[Dataset entries]
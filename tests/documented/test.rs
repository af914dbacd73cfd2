use bigratio::{BigInt, Rational, RationalError};

use super::{a, b, c, d};

#[test]
fn display() {
    assert_eq!(a().to_string(), "121211458858441234234/2223");
    assert_eq!(b().to_string(), "-11821/-212121221");
}

#[test]
fn arithmetic() {
    assert_eq!((a() * b()).to_string(), "1432840655165633829880114/471545474283");
    assert_eq!(
        (b() - c()).to_string(),
        "-10606061049999999999999999999999999999990679414985336365/1922017868328961",
    );
    assert_eq!((c() / d()).to_string(), "16666666666666666666666666666666666666652020202/100677121215451");
    assert_eq!((d() + a()).to_string(), "121211458932541233493/2223");
}

#[test]
fn in_place() {
    let mut x = a();
    x *= b();
    x /= b();
    assert_eq!(x, a());
    assert_eq!(x.to_string(), "121211458858441234234/2223");

    let mut y = d();
    y -= c();
    y += &c();
    assert_eq!(y.to_string(), "33333333/1");
}

#[test]
fn comparison() {
    assert!(!(a() < b()));
    assert!(b() < c());
    assert!(c() >= d());
    assert!(d() <= a());
    assert!(!(b() == d()));
    assert!(c() != d());
}

#[test]
fn scalars() {
    let x = Rational::from_scalar("121211458858441234234").unwrap();
    assert_eq!(x.to_string(), "121211458858441234234/1");
    assert!(x > a());

    assert_eq!(a().to_integer(), BigInt::from(54526072360972215_u64));
    assert_eq!(d().to_integer(), BigInt::from(33333333));
    assert_eq!(b().div_scalar("0"), Err(RationalError::DivisionByZero));
    assert_eq!(Rational::new(a().numer(), 0), Err(RationalError::InvalidDenominator));
}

EXERCISE OBJECTIVE: Your answer must be the records themselves, output again exactly.

TASK RESPONSE:
filename tests/documented/test.rs
repository af914dbacd73cfd2
use bigratio::{BigInt, Rational, RationalError};

use super::{a, b, c, d};

#[test]
fn display() {
    assert_eq!(a().to_string(), "121211458858441234234/2223");
    assert_eq!(b().to_string(), "-11821/-212121221");
}

#[test]
fn arithmetic() {
    assert_eq!((a() * b()).to_string(), "1432840655165633829880114/471545474283");
    assert_eq!(
        (b() - c()).to_string(),
        "-10606061049999999999999999999999999999990679414985336365/1922017868328961",
    );
    assert_eq!((c() / d()).to_string(), "16666666666666666666666666666666666666652020202/100677121215451");
    assert_eq!((d() + a()).to_string(), "121211458932541233493/2223");
}

#[test]
fn in_place() {
    let mut x = a();
    x *= b();
    x /= b();
    assert_eq!(x, a());
    assert_eq!(x.to_string(), "121211458858441234234/2223");

    let mut y = d();
    y -= c();
    y += &c();
    assert_eq!(y.to_string(), "33333333/1");
}

#[test]
fn comparison() {
    assert!(!(a() < b()));
    assert!(b() < c());
    assert!(c() >= d());
    assert!(d() <= a());
    assert!(!(b() == d()));
    assert!(c() != d());
}

#[test]
fn scalars() {
    let x = Rational::from_scalar("121211458858441234234").unwrap();
    assert_eq!(x.to_string(), "121211458858441234234/1");
    assert!(x > a());

    assert_eq!(a().to_integer(), BigInt::from(54526072360972215_u64));
    assert_eq!(d().to_integer(), BigInt::from(33333333));
    assert_eq!(b().div_scalar("0"), Err(RationalError::DivisionByZero));
    assert_eq!(Rational::new(a().numer(), 0), Err(RationalError::InvalidDenominator));
}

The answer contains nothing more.